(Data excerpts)
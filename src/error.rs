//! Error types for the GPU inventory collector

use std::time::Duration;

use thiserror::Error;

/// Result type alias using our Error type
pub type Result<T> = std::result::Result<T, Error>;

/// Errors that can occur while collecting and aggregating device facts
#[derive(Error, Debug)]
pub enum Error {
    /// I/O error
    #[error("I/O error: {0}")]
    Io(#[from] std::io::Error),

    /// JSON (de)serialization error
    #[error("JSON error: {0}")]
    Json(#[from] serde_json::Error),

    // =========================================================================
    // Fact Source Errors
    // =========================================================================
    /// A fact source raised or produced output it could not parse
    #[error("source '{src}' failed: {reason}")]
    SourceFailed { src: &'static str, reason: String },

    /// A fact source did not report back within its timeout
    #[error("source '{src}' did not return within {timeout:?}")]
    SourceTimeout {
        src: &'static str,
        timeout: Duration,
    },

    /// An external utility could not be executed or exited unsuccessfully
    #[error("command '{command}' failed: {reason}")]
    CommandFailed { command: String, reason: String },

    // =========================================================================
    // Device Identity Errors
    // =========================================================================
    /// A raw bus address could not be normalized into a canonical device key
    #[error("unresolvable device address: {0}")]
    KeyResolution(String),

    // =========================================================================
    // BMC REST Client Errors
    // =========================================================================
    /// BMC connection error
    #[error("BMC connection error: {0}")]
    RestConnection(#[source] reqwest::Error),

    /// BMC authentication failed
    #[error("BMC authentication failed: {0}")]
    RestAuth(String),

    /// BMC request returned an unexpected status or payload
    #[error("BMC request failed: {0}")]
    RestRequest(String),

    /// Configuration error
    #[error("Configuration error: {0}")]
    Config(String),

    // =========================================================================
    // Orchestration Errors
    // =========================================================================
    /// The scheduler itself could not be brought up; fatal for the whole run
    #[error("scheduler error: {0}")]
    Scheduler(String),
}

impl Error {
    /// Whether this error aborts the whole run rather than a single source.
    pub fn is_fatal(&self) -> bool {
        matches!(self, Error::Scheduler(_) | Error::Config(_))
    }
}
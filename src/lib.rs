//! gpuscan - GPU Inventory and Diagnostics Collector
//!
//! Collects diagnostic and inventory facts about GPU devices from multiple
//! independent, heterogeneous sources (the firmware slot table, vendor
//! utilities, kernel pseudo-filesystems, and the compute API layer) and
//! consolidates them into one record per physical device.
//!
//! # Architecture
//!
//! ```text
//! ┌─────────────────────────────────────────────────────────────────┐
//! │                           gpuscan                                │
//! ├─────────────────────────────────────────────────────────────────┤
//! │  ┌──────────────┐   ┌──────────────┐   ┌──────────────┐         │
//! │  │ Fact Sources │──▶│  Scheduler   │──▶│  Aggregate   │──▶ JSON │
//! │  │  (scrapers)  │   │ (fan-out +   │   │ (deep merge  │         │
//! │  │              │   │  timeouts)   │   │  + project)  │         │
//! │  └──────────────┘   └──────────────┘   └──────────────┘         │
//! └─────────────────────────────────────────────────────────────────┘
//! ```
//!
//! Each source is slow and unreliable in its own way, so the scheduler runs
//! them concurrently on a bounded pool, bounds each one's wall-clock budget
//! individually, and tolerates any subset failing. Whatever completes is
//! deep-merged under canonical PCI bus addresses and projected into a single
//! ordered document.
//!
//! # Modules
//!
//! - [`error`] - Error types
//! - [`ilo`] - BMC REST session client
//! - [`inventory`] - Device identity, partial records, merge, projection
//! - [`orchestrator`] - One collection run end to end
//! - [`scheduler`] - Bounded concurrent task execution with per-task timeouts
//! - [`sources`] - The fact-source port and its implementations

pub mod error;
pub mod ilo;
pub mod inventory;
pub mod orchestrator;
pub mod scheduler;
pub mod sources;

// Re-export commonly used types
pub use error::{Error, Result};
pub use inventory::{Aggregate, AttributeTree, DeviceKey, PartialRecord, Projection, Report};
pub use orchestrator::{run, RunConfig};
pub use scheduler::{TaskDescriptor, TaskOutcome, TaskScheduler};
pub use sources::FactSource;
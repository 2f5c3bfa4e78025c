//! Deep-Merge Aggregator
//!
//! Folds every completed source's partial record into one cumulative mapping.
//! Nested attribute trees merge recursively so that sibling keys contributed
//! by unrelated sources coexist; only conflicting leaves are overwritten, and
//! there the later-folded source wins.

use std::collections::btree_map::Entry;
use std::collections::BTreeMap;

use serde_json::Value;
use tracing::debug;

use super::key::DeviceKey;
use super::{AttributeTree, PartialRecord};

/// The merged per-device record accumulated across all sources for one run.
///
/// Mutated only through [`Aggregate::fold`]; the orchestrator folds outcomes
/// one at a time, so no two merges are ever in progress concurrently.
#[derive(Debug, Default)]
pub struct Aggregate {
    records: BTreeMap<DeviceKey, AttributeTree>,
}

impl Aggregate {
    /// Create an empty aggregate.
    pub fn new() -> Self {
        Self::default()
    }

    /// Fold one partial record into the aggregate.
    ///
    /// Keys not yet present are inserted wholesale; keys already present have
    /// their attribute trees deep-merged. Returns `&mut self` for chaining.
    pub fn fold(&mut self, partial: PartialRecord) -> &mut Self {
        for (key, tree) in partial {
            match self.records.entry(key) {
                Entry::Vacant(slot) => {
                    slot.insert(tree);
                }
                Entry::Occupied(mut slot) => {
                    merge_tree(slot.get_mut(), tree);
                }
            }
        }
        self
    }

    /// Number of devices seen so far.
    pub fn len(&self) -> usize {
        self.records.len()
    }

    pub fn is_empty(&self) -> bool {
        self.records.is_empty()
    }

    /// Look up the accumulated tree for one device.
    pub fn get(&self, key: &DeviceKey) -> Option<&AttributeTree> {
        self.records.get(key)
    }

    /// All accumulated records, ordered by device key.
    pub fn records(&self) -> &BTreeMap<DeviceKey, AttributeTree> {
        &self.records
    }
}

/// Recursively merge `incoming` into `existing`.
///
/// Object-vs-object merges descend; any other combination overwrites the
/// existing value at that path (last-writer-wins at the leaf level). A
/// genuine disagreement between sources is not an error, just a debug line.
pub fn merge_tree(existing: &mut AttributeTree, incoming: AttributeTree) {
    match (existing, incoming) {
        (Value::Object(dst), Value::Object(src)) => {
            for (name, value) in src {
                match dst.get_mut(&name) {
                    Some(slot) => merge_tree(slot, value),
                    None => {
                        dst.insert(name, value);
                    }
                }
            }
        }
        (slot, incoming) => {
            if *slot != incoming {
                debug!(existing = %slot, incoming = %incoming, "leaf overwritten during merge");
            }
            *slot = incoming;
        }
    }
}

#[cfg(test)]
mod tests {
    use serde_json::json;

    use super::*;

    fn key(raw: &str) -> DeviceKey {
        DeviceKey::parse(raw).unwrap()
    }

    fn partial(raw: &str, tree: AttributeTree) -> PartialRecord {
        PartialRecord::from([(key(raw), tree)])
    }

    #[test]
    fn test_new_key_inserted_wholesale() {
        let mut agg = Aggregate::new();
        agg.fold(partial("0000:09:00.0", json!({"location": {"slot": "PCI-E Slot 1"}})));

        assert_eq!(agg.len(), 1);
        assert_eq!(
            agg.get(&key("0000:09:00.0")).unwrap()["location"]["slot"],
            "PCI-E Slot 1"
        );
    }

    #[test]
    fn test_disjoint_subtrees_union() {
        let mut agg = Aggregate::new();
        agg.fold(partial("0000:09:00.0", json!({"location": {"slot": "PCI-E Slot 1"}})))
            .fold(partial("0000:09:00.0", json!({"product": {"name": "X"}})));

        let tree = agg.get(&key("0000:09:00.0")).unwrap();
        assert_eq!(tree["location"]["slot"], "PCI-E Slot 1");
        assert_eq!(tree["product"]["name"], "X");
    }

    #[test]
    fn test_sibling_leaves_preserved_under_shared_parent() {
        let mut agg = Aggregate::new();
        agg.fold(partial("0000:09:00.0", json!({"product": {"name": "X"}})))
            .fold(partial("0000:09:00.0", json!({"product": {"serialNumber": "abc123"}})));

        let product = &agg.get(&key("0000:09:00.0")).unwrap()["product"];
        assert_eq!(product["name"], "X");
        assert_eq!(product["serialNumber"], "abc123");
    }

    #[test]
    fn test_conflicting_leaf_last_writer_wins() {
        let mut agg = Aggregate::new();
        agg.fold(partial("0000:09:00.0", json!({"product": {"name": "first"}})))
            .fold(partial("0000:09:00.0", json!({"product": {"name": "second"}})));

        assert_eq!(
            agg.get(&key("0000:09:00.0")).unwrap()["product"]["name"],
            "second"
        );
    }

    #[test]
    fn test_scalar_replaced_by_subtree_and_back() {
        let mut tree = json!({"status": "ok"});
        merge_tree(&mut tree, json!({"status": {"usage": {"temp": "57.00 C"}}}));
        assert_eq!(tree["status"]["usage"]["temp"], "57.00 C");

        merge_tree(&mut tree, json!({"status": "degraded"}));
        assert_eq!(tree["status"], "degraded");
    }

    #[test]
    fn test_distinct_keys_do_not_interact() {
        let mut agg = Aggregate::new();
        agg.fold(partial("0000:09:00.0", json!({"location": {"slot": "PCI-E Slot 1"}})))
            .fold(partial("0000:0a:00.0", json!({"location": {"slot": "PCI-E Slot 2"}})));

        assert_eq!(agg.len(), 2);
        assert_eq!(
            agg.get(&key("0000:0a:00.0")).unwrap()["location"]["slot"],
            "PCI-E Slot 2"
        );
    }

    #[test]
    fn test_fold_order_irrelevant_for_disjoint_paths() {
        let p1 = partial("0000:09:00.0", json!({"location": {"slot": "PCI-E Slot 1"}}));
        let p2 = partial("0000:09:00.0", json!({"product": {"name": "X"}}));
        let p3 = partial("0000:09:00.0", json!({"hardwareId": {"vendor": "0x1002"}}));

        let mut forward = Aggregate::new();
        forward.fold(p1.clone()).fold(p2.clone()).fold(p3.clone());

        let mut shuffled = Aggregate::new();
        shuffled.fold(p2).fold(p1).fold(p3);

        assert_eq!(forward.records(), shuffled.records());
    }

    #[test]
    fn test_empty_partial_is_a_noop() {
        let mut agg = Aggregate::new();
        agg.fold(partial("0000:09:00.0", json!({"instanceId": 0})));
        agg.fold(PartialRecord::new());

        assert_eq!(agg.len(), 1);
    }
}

* * *

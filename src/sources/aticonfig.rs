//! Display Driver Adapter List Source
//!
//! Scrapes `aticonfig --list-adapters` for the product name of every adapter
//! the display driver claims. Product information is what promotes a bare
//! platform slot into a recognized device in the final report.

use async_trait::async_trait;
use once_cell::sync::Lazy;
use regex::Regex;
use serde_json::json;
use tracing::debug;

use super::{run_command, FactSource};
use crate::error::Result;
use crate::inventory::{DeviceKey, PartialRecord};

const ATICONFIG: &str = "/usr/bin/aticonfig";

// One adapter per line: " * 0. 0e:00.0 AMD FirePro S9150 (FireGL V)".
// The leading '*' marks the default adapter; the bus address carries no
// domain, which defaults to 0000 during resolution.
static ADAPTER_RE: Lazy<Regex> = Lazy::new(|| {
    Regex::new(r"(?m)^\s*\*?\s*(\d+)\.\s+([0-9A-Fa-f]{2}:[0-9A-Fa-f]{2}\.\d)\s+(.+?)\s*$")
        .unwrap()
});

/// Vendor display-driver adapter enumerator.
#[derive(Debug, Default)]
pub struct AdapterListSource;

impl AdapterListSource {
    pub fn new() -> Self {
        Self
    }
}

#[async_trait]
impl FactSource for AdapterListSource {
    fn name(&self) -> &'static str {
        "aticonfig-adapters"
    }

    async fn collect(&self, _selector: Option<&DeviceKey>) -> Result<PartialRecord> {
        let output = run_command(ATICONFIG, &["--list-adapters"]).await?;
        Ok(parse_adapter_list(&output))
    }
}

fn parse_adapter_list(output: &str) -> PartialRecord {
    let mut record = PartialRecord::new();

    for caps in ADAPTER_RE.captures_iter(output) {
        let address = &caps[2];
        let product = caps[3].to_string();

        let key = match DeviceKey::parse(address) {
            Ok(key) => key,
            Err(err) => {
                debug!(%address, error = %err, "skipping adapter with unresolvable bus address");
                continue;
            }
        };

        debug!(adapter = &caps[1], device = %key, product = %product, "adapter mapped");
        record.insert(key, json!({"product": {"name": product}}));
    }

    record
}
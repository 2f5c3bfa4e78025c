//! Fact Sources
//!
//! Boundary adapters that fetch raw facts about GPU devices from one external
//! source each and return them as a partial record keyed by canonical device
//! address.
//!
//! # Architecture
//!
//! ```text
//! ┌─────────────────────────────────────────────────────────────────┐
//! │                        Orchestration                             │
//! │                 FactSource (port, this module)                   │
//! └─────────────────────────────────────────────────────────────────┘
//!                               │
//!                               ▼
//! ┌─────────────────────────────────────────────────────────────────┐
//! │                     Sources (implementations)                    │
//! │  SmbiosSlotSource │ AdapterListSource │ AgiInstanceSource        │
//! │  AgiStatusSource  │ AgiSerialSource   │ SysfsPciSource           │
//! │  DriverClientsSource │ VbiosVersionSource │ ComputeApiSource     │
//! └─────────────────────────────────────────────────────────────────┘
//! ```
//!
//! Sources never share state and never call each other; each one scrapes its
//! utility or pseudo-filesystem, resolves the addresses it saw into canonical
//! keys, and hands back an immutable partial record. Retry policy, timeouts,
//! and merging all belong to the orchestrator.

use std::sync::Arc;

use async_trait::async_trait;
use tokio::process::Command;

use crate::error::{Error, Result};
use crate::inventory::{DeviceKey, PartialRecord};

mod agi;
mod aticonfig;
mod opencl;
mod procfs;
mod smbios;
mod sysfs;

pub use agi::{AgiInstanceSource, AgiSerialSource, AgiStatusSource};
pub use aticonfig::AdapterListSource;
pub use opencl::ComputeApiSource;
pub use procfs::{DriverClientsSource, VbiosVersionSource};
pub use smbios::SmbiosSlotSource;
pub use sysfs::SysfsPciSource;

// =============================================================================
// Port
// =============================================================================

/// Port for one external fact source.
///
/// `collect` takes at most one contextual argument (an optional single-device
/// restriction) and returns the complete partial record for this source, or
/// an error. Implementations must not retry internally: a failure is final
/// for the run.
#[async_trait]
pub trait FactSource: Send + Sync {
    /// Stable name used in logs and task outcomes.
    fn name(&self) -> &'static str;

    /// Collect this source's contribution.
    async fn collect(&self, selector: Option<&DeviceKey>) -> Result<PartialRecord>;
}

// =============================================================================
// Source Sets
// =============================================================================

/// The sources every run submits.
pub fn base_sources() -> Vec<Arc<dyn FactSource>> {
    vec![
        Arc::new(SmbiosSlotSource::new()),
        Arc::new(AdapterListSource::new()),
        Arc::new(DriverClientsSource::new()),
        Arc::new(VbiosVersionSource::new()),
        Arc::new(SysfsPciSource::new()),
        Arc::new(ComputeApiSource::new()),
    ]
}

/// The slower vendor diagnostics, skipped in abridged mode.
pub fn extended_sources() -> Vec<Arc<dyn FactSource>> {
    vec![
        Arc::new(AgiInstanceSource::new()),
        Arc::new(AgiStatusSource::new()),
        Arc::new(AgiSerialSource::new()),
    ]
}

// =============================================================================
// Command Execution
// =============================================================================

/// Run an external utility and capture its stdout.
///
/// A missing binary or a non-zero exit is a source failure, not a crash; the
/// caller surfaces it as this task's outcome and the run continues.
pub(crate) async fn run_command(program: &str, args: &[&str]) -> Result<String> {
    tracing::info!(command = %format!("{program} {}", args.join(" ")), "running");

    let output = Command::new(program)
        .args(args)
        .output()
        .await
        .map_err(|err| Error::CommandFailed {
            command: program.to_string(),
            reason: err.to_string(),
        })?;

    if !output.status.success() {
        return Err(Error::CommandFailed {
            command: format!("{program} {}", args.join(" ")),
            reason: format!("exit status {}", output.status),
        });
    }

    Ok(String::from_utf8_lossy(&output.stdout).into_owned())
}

__WHAT IS REQUIRED__. Take every line from the data that includes the word "AgiStatusSource".

__OUTPUT OF THE EXERCISE__.
//! │  AgiStatusSource  │ AgiSerialSource   │ SysfsPciSource           │
pub use agi::{AgiInstanceSource, AgiSerialSource, AgiStatusSource};
        Arc::new(AgiStatusSource::new()),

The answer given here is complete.